A bullish Toronto Mayor John Tory, buoyed by initial city council planning support for the $1-billion rail-deck park plan for downtown Toronto, called on city builders assembled at the CityAge Build the Future conference last week to show support for further green space and infrastructure projects, including committing to revenue tools he said he will unveil later this fall.

Tory said the city has the support of federal and provincial leaders but other cities and regions must recognize that Toronto is the only global metropolis in the country and treat it as the "mature, sophisticated, crucially important engine of almost everything that is happening in the province of Ontario and in turn really in Canada."

"We are Canada’s champion here… it’s a fact," said Tory. "I am not saying everything is happening here and I am not saying it is all good, but I am saying that this is a dynamic region that is driving the country’s growth and success and that the other governments have to decide that they are going to nurture their champion so that we can become even bigger and better than we are."

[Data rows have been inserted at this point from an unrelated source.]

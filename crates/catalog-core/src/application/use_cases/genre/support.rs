//! Helpers shared by the create and update use cases.

use std::collections::HashSet;

use tracing::{debug, warn};

use crate::{
    application::ports::CategoryGateway,
    domain::{CategoryId, DomainError, Notification, ValidationError},
    error::{CatalogError, CatalogResult},
};

pub(super) fn to_category_ids(raw: &[String]) -> Vec<CategoryId> {
    raw.iter().map(|id| CategoryId::from(id.as_str())).collect()
}

/// Check that every requested category exists.
///
/// Returns an empty report for an empty request without calling the
/// oracle. Otherwise the oracle is asked once, with duplicates dropped, and
/// the ids it did not return are reported in request order as a single
/// error. An oracle failure is returned as-is.
pub(super) fn validate_categories(
    gateway: &dyn CategoryGateway,
    requested: &[CategoryId],
) -> CatalogResult<Notification> {
    let mut notification = Notification::create();
    if requested.is_empty() {
        return Ok(notification);
    }

    let mut seen = HashSet::new();
    let unique: Vec<CategoryId> = requested
        .iter()
        .filter(|id| seen.insert(*id))
        .cloned()
        .collect();

    let existing: HashSet<CategoryId> = gateway.exists_by_ids(&unique)?.into_iter().collect();

    let missing: Vec<&str> = unique
        .iter()
        .filter(|id| !existing.contains(*id))
        .map(CategoryId::as_str)
        .collect();

    if !missing.is_empty() {
        debug!(missing = missing.len(), "Requested categories not found");
        notification.append(ValidationError::new(format!(
            "Some categories could not be found: {}",
            missing.join(",")
        )));
    }

    Ok(notification)
}

/// Turn a store failure on the write path into a single-error validation
/// failure, so create/update callers only see validation or not-found.
pub(super) fn store_failure(context: &str, err: CatalogError) -> CatalogError {
    warn!(error = %err, "{}", context);
    let message = match &err {
        CatalogError::Application(inner) => inner.to_string(),
        other => other.to_string(),
    };
    DomainError::validation(context, Notification::from_error(ValidationError::new(message)))
        .into()
}

#[cfg(test)]
mod tests {
    use super::*;
    use crate::application::{ApplicationError, ports::MockCategoryGateway};

    fn ids(raw: &[&str]) -> Vec<CategoryId> {
        raw.iter().map(|s| CategoryId::from(*s)).collect()
    }

    #[test]
    fn empty_request_skips_oracle() {
        let mut gateway = MockCategoryGateway::new();
        gateway.expect_exists_by_ids().never();

        let notification = validate_categories(&gateway, &[]).unwrap();

        assert!(!notification.has_error());
    }

    #[test]
    fn all_present_yields_no_error() {
        let mut gateway = MockCategoryGateway::new();
        gateway
            .expect_exists_by_ids()
            .times(1)
            .returning(|ids| Ok(ids.to_vec()));

        let notification = validate_categories(&gateway, &ids(&["1", "2"])).unwrap();

        assert!(!notification.has_error());
    }

    #[test]
    fn missing_ids_listed_in_request_order() {
        let mut gateway = MockCategoryGateway::new();
        gateway
            .expect_exists_by_ids()
            .times(1)
            .returning(|_| Ok(vec![CategoryId::from("2")]));

        let notification = validate_categories(&gateway, &ids(&["3", "2", "1"])).unwrap();

        assert_eq!(notification.len(), 1);
        assert_eq!(
            notification.first_error().unwrap().message(),
            "Some categories could not be found: 3,1"
        );
    }

    #[test]
    fn duplicates_are_asked_and_reported_once() {
        let mut gateway = MockCategoryGateway::new();
        gateway
            .expect_exists_by_ids()
            .withf(|ids: &[CategoryId]| ids == ["123", "456"].map(CategoryId::from).as_slice())
            .times(1)
            .returning(|_| Ok(vec![]));

        let notification =
            validate_categories(&gateway, &ids(&["123", "123", "456"])).unwrap();

        assert_eq!(
            notification.to_string(),
            "Some categories could not be found: 123,456"
        );
    }

    #[test]
    fn duplicate_of_existing_id_is_not_an_error() {
        let mut gateway = MockCategoryGateway::new();
        gateway
            .expect_exists_by_ids()
            .returning(|_| Ok(vec![CategoryId::from("1")]));

        let notification = validate_categories(&gateway, &ids(&["1", "1"])).unwrap();

        assert!(!notification.has_error());
    }

    #[test]
    fn oracle_failure_propagates() {
        let mut gateway = MockCategoryGateway::new();
        gateway.expect_exists_by_ids().returning(|_| {
            Err(ApplicationError::StoreFailure {
                reason: "offline".into(),
            }
            .into())
        });

        let err = validate_categories(&gateway, &ids(&["1"])).unwrap_err();

        assert!(matches!(err, CatalogError::Application(_)));
    }

    #[test]
    fn store_failure_becomes_single_validation_error() {
        let err = store_failure(
            "Could not persist Genre",
            ApplicationError::StoreFailure {
                reason: "Gateway error".into(),
            }
            .into(),
        );

        let notification = err.notification().unwrap();
        assert_eq!(notification.len(), 1);
        assert_eq!(
            notification.first_error().unwrap().message(),
            "Store operation failed: Gateway error"
        );
    }
}
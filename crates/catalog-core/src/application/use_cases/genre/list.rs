//! List Genres - one page of lightweight views.

use chrono::{DateTime, Utc};
use serde::{Deserialize, Serialize};
use tracing::{debug, instrument};

use crate::{
    application::ports::GenreGateway,
    domain::{Genre, Pagination, SearchQuery},
    error::CatalogResult,
};

/// Listing view of a genre; omits `updated_at`.
#[derive(Debug, Clone, PartialEq, Eq, Serialize, Deserialize)]
#[serde(rename_all = "camelCase")]
pub struct GenreListOutput {
    pub id: String,
    pub name: String,
    pub is_active: bool,
    pub categories: Vec<String>,
    pub created_at: DateTime<Utc>,
    pub deleted_at: Option<DateTime<Utc>>,
}

impl From<Genre> for GenreListOutput {
    fn from(genre: Genre) -> Self {
        Self {
            id: genre.id().to_string(),
            name: genre.name().to_string(),
            is_active: genre.is_active(),
            categories: genre
                .categories()
                .iter()
                .map(|id| id.as_str().to_string())
                .collect(),
            created_at: genre.created_at(),
            deleted_at: genre.deleted_at(),
        }
    }
}

pub struct ListGenresUseCase {
    gateway: Box<dyn GenreGateway>,
}

impl ListGenresUseCase {
    pub fn new(gateway: Box<dyn GenreGateway>) -> Self {
        Self { gateway }
    }

    /// Fetch one page. Filtering, sorting and paging are the store's job.
    #[instrument(skip_all, fields(page = query.page, per_page = query.per_page, sort = %query.sort))]
    pub fn execute(&self, query: SearchQuery) -> CatalogResult<Pagination<GenreListOutput>> {
        let page = self.gateway.find_all(&query)?;
        debug!(total = page.total, returned = page.items.len(), "Genres listed");
        Ok(page.map(GenreListOutput::from))
    }
}
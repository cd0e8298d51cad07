//! Application layer errors.
//!
//! These errors represent failures in collaborators and orchestration, not
//! business rules. Rule violations are `DomainError` from `crate::domain`.

use std::path::PathBuf;
use thiserror::Error;

use crate::error::ErrorCategory;

/// Errors raised by stores and other driven adapters.
#[derive(Debug, Error, Clone, PartialEq, Eq)]
pub enum ApplicationError {
    /// Store access failed (lock poisoned, etc.).
    #[error("Store lock poisoned")]
    StoreLockError,

    /// A store rejected or failed an operation.
    #[error("Store operation failed: {reason}")]
    StoreFailure { reason: String },

    /// Reading or writing the backing file failed.
    #[error("Persistence error at {path}: {reason}")]
    Persistence { path: PathBuf, reason: String },
}

impl ApplicationError {
    /// Get user-actionable suggestions.
    pub fn suggestions(&self) -> Vec<String> {
        match self {
            Self::StoreLockError => vec![
                "The store is locked".into(),
                "Try again in a moment".into(),
            ],
            Self::StoreFailure { reason } => vec![
                format!("The store reported: {}", reason),
                "Check the data file and retry".into(),
            ],
            Self::Persistence { path, .. } => vec![
                format!("Failed to access: {}", path.display()),
                "Check that you have read/write permissions".into(),
                "Ensure the file contains a valid catalog document".into(),
            ],
        }
    }

    /// Get error category.
    pub fn category(&self) -> ErrorCategory {
        match self {
            Self::StoreLockError | Self::StoreFailure { .. } | Self::Persistence { .. } => {
                ErrorCategory::Internal
            }
        }
    }
}
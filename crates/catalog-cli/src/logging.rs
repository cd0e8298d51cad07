//! Tracing subscriber initialisation.
//!
//! Only the CLI crate is allowed to call [`init_logging`]; `catalog-core`
//! and `catalog-adapters` only *emit* spans and events.
//!
//! # Verbosity mapping
//!
//! | Flag(s)  | Filter level |
//! |----------|--------------|
//! | (none)   | WARN         |
//! | `-v`     | INFO         |
//! | `-vv`    | DEBUG        |
//! | `-vvv`   | TRACE        |
//! | `--quiet`| ERROR        |
//!
//! `RUST_LOG` overrides all of the above if set. With `--output-format json`
//! log lines are JSON objects too, so stderr stays machine-readable.

use std::io::IsTerminal as _;

use tracing_subscriber::{EnvFilter, fmt, layer::SubscriberExt, util::SubscriberInitExt};

use crate::cli::{GlobalArgs, OutputFormat};

/// Initialise the global tracing subscriber.
///
/// Must be called exactly once, before any tracing macros fire.
pub fn init_logging(args: &GlobalArgs) -> anyhow::Result<()> {
    let level = derive_level(args);

    let filter = EnvFilter::try_from_default_env().unwrap_or_else(|_| {
        EnvFilter::new(format!(
            "catalog={level},catalog_core={level},catalog_adapters={level}"
        ))
    });

    let registry = tracing_subscriber::registry().with(filter);

    let result = if args.output_format == OutputFormat::Json {
        registry
            .with(fmt::layer().json().with_writer(std::io::stderr))
            .try_init()
    } else {
        let use_ansi = !args.no_color && std::io::stderr().is_terminal();
        registry
            .with(
                fmt::layer()
                    .with_target(false)
                    .with_thread_ids(false)
                    .with_file(false)
                    .with_line_number(false)
                    .with_ansi(use_ansi)
                    .with_writer(std::io::stderr),
            )
            .try_init()
    };

    result.map_err(|e| anyhow::anyhow!("Failed to initialise tracing: {e}"))
}

/// Translate the verbosity counter + quiet flag to a level string.
fn derive_level(args: &GlobalArgs) -> &'static str {
    if args.quiet {
        return "error";
    }
    match args.verbose {
        0 => "warn",
        1 => "info",
        2 => "debug",
        _ => "trace",
    }
}
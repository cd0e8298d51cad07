//! Application layer for the catalog.
//!
//! This layer contains:
//! - **Use cases**: orchestration of genre create/update/get/delete/list
//! - **Ports**: Interface definitions (traits) for external dependencies
//! - **Errors**: Application-specific error types
//!
//! The application layer coordinates the domain layer but holds no business
//! rules itself. Field rules live in `crate::domain`; the only check done here
//! is referential (do the requested categories exist?).

pub mod error;
pub mod ports;
pub mod use_cases;

pub use use_cases::genre::{
    CreateGenreCommand, CreateGenreOutput, CreateGenreUseCase, DeleteGenreUseCase,
    GenreListOutput, GenreOutput, GetGenreByIdUseCase, ListGenresUseCase, UpdateGenreCommand,
    UpdateGenreOutput, UpdateGenreUseCase,
};

// Re-export port traits (for adapter implementation)
pub use ports::{CategoryGateway, GenreGateway};

pub use error::ApplicationError;
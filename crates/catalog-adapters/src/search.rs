//! Filtering, sorting and paging shared by the genre stores.

use std::cmp::Ordering;

use catalog_core::{
    domain::{Direction, DomainError, Genre, Pagination, SearchQuery},
    error::CatalogResult,
};

#[derive(Debug, Clone, Copy, PartialEq, Eq)]
enum SortField {
    Name,
    CreatedAt,
    UpdatedAt,
}

impl SortField {
    fn parse(raw: &str) -> CatalogResult<Self> {
        match raw.trim() {
            "" | "name" => Ok(Self::Name),
            "createdAt" | "created_at" => Ok(Self::CreatedAt),
            "updatedAt" | "updated_at" => Ok(Self::UpdatedAt),
            other => Err(DomainError::InvalidArgument(format!(
                "cannot sort genres by '{}' (expected name, createdAt or updatedAt)",
                other
            ))
            .into()),
        }
    }

    fn compare(self, a: &Genre, b: &Genre) -> Ordering {
        match self {
            Self::Name => a.name().cmp(b.name()),
            Self::CreatedAt => a.created_at().cmp(&b.created_at()),
            Self::UpdatedAt => a.updated_at().cmp(&b.updated_at()),
        }
    }
}

/// Apply `query` to `genres` and cut out the requested page.
///
/// Terms match a case-insensitive substring of the name. Ties on the sort
/// field are broken by id so paging is stable.
pub(crate) fn paginate(
    genres: impl IntoIterator<Item = Genre>,
    query: &SearchQuery,
) -> CatalogResult<Pagination<Genre>> {
    let field = SortField::parse(&query.sort)?;
    let terms = query.terms.trim().to_lowercase();

    let mut matching: Vec<Genre> = genres
        .into_iter()
        .filter(|g| terms.is_empty() || g.name().to_lowercase().contains(&terms))
        .collect();

    matching.sort_by(|a, b| {
        let ordering = field
            .compare(a, b)
            .then_with(|| a.id().as_str().cmp(b.id().as_str()));
        match query.direction {
            Direction::Asc => ordering,
            Direction::Desc => ordering.reverse(),
        }
    });

    let total = matching.len() as u64;
    let items = matching
        .into_iter()
        .skip(query.page.saturating_mul(query.per_page))
        .take(query.per_page)
        .collect();

    Ok(Pagination::new(query.page, query.per_page, total, items))
}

Tory said he was willing to put his own political capital on the line by introducing new revenue tools and that "big thinking" was required to ensure major programs like his 15-year Smart Track transit initiative, his major parks plan and many other unfunded capital needs are costed and approved. "Either-or" approaches to infrastructure projects and proceeding one project at a time will hinder growth at this special "moment" Toronto is enjoying, when it is being recognized as one the world’s great cities to live and work in, he said.

"We have the transit deficit and the parks deficit, to name two, because we put off the decisions that were necessary," Tory told guests on day one of the CityAge conference held Oct. 6 and 7 in Toronto. "And so we have ended up with a $29-billion list of capital needs and projects and various other things because we want to have the gratification, as a politician of announcing a project that you have approved and are going ahead with without taking responsibility for how you’re going to pay for it.

"It will, to some extent, cause some political grief for myself… later this fall when I put forth some measures that I will recommend to the council to enhance our revenues so that we can afford most of the long-term things, transit and housing and so on, but these things simply have to be done to make sure that we don’t choke on the growth that surely is coming."

Tory said he is working regionally within the Greater Toronto Area on trade missions and with Kitchener-Waterloo to develop the innovation corridor that stretches from that region to Pearson airport. Expanded transit and other infrastructure programs that will support new affordable housing are needed to ensure the "talent" that is emerging from Ontario’s education system stays working in the region and to attract talent from abroad, he said.

"Berry (Vrbanovic, mayor of Kitchener and a panellist at CityAge) and I have spent quite a lot of time talking to people about the strength and the growtth of the technology sector along the Toronto-Waterloo corridor, and I can tell you that in all of those conversations, talent is the number one concern," said Tory.

He told the conference guests, "The most powerful calling card when we go to San Francisco and London and Hong Kong is our way of life, our values and the way we choose to live together."

The mayor referred to opponents of the proposed rail-deck park and said, "I just think that these are things that cause us to ask some serious questions. Are we going to get serious about investing in the future we want?

"You say, ‘do you want more transit’, and they say, ‘absolutely’. It is a dire need that we have. And then you say, ‘are you prepared to pay for it in any one of a hundred different ways?’ And of course the answer will be to all 100, ‘no we are not. Somebody else should pay.’

"To put it in plain language, are we prepared to pay for the things we know we need to build, in order to make sure we don’t choke on the growth?"